//! Brushes and the brush library
//!
//! A brush is what gets painted: a single unit tile, a single multi-cell
//! tile, or a composite arrangement of several tiles built from a palette
//! selection. Composite brushes are always placed as one array, never tile
//! by tile, so a composite placement either lands whole or not at all.

use serde::{Deserialize, Serialize};

use crate::error::EditError;
use crate::grid::{CellPos, GridMap};
use crate::ids::IdAllocator;
use crate::region::RawRegion;
use crate::stamp::Stamp;
use crate::tile::{Tile, TileCatalog, TileId};

pub type BrushId = u32;

/// One tile inside a composite brush, anchored at `pos` relative to the brush origin
#[derive(Debug, Clone, Copy, PartialEq, Eq, Serialize, Deserialize)]
pub struct BrushCell {
    pub pos: (u32, u32),
    #[serde(rename = "tile")]
    pub tile_id: TileId,
}

/// A tile the brush will create on a successful draw
#[derive(Debug, Clone, Copy, PartialEq, Eq)]
pub struct Placement {
    pub offset: (u32, u32),
    pub tile_id: TileId,
    pub footprint: (u32, u32),
}

#[derive(Debug, Clone, PartialEq, Eq, Serialize, Deserialize)]
#[serde(tag = "type", rename_all = "lowercase")]
pub enum Brush {
    Unit {
        id: BrushId,
        #[serde(rename = "tileId")]
        tile_id: TileId,
    },
    Tile {
        id: BrushId,
        #[serde(rename = "tileId")]
        tile_id: TileId,
        footprint: (u32, u32),
    },
    Composite {
        id: BrushId,
        size: (u32, u32),
        tiles: Vec<BrushCell>,
    },
}

impl Brush {
    pub fn id(&self) -> BrushId {
        match self {
            Brush::Unit { id, .. } | Brush::Tile { id, .. } | Brush::Composite { id, .. } => *id,
        }
    }

    fn set_id(&mut self, new_id: BrushId) {
        match self {
            Brush::Unit { id, .. } | Brush::Tile { id, .. } | Brush::Composite { id, .. } => *id = new_id,
        }
    }

    /// Whether both brushes paint the same tiles, whatever their ids
    pub fn paints_like(&self, other: &Brush) -> bool {
        let mut a = self.clone();
        a.set_id(0);
        let mut b = other.clone();
        b.set_id(0);
        a == b
    }

    pub fn footprint(&self) -> (u32, u32) {
        match self {
            Brush::Unit { .. } => (1, 1),
            Brush::Tile { footprint, .. } => *footprint,
            Brush::Composite { size, .. } => *size,
        }
    }

    pub fn is_composite(&self) -> bool {
        matches!(self, Brush::Composite { .. })
    }

    pub fn needs_tile(&self, tile: TileId) -> bool {
        match self {
            Brush::Unit { tile_id, .. } | Brush::Tile { tile_id, .. } => *tile_id == tile,
            Brush::Composite { tiles, .. } => tiles.iter().any(|c| c.tile_id == tile),
        }
    }

    /// Tiles created by one placement of this brush
    pub fn placements(&self, catalog: &TileCatalog) -> Result<Vec<Placement>, EditError> {
        match self {
            Brush::Unit { tile_id, .. } => {
                if !catalog.contains(*tile_id) {
                    return Err(EditError::UnknownTile(*tile_id));
                }
                Ok(vec![Placement {
                    offset: (0, 0),
                    tile_id: *tile_id,
                    footprint: (1, 1),
                }])
            }
            Brush::Tile {
                tile_id, footprint, ..
            } => {
                if !catalog.contains(*tile_id) {
                    return Err(EditError::UnknownTile(*tile_id));
                }
                Ok(vec![Placement {
                    offset: (0, 0),
                    tile_id: *tile_id,
                    footprint: *footprint,
                }])
            }
            Brush::Composite { tiles, .. } => tiles
                .iter()
                .map(|cell| {
                    let footprint = catalog
                        .footprint(cell.tile_id)
                        .ok_or(EditError::UnknownTile(cell.tile_id))?;
                    Ok(Placement {
                        offset: cell.pos,
                        tile_id: cell.tile_id,
                        footprint,
                    })
                })
                .collect(),
        }
    }

    /// The footprint array drawn by this brush
    pub fn stamp(&self, catalog: &TileCatalog) -> Result<Stamp, EditError> {
        let placements = self.placements(catalog)?;
        match self {
            Brush::Unit { tile_id, .. } => Ok(Stamp::for_tile(*tile_id, (1, 1))),
            Brush::Tile {
                tile_id, footprint, ..
            } => Ok(Stamp::for_tile(*tile_id, *footprint)),
            Brush::Composite { size, .. } => {
                let mut stamp = Stamp::new(size.0, size.1);
                for p in &placements {
                    stamp.place_tile(p.offset, p.tile_id, p.footprint);
                }
                Ok(stamp)
            }
        }
    }

    /// Stamp this brush onto `grid` at `pos` in one checked write
    pub fn draw(&self, pos: CellPos, grid: &mut GridMap, catalog: &TileCatalog) -> bool {
        match self.stamp(catalog) {
            Ok(stamp) => grid.draw(pos, &stamp),
            Err(_) => false,
        }
    }
}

◆ **Problem description**: In the listing above, find the line containing "b.set_id(0);" and the line containing "of this brush", then retype both and every line between them exactly, with nothing else.

◆ **Exercise response**:
        b.set_id(0);
        a == b
    }

    pub fn footprint(&self) -> (u32, u32) {
        match self {
            Brush::Unit { .. } => (1, 1),
            Brush::Tile { footprint, .. } => *footprint,
            Brush::Composite { size, .. } => *size,
        }
    }

    pub fn is_composite(&self) -> bool {
        matches!(self, Brush::Composite { .. })
    }

    pub fn needs_tile(&self, tile: TileId) -> bool {
        match self {
            Brush::Unit { tile_id, .. } | Brush::Tile { tile_id, .. } => *tile_id == tile,
            Brush::Composite { tiles, .. } => tiles.iter().any(|c| c.tile_id == tile),
        }
    }

    /// Tiles created by one placement of this brush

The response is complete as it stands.